> Activity
State the number of lines in the material below that hold "warn", and add nothing to it.

> Information given
___
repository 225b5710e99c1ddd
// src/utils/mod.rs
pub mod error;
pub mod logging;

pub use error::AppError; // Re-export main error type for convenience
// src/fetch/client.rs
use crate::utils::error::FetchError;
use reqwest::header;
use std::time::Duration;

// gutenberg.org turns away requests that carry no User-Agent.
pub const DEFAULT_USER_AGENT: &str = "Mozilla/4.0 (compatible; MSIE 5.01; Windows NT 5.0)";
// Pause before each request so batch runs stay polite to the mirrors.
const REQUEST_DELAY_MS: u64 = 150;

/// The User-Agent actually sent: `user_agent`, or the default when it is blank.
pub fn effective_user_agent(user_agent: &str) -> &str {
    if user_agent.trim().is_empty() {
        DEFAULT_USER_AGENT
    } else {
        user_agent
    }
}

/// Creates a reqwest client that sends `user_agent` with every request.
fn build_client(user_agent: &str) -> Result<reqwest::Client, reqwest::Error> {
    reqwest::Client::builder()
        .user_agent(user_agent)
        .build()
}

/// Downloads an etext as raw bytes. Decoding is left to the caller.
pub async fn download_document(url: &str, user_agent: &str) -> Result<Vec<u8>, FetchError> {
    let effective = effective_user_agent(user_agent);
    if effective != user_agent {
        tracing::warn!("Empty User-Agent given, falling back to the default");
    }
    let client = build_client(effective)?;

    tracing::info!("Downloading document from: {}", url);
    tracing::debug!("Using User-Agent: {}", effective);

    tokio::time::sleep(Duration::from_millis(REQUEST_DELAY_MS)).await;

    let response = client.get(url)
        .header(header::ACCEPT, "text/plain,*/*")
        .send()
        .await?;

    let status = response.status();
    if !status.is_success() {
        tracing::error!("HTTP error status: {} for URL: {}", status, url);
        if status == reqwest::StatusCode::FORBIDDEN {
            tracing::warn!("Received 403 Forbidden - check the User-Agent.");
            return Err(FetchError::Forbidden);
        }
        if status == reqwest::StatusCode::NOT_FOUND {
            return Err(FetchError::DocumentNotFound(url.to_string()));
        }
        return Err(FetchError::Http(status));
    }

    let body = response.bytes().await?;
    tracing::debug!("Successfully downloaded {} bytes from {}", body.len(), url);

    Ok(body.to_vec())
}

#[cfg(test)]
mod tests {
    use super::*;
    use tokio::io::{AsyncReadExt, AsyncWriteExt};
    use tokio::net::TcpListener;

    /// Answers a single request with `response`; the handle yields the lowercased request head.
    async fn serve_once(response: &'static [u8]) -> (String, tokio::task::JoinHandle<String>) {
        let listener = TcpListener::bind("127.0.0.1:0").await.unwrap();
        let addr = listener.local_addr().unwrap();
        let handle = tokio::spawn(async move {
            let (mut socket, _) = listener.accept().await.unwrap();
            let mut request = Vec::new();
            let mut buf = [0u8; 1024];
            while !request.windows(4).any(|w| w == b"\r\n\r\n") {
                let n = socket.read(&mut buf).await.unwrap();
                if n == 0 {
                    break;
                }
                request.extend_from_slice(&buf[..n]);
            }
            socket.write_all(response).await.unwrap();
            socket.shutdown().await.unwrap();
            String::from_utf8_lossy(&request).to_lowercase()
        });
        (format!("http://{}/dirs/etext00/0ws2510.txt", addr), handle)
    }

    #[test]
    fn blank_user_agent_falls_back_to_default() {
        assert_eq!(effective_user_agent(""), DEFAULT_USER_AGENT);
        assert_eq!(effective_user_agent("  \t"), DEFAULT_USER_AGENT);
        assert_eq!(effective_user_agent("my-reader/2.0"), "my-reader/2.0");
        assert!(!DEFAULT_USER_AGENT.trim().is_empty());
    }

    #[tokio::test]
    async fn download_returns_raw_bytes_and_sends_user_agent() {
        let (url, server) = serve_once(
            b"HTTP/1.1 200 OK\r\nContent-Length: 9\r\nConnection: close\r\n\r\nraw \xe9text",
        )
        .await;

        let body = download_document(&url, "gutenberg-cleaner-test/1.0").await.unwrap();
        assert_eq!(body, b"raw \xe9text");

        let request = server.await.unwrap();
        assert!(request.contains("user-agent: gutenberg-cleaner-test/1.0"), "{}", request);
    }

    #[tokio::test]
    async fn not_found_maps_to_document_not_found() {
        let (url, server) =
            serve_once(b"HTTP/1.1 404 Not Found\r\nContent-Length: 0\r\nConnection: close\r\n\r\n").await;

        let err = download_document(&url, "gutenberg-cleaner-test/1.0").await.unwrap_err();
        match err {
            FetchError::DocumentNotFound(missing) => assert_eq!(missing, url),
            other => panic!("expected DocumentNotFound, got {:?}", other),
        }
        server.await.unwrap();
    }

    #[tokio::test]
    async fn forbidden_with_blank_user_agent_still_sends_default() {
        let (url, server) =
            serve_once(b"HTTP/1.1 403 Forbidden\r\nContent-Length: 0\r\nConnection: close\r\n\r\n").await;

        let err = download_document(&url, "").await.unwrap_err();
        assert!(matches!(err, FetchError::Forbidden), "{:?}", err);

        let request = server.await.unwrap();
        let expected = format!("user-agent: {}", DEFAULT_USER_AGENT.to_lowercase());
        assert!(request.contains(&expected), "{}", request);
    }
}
___
> Solution
2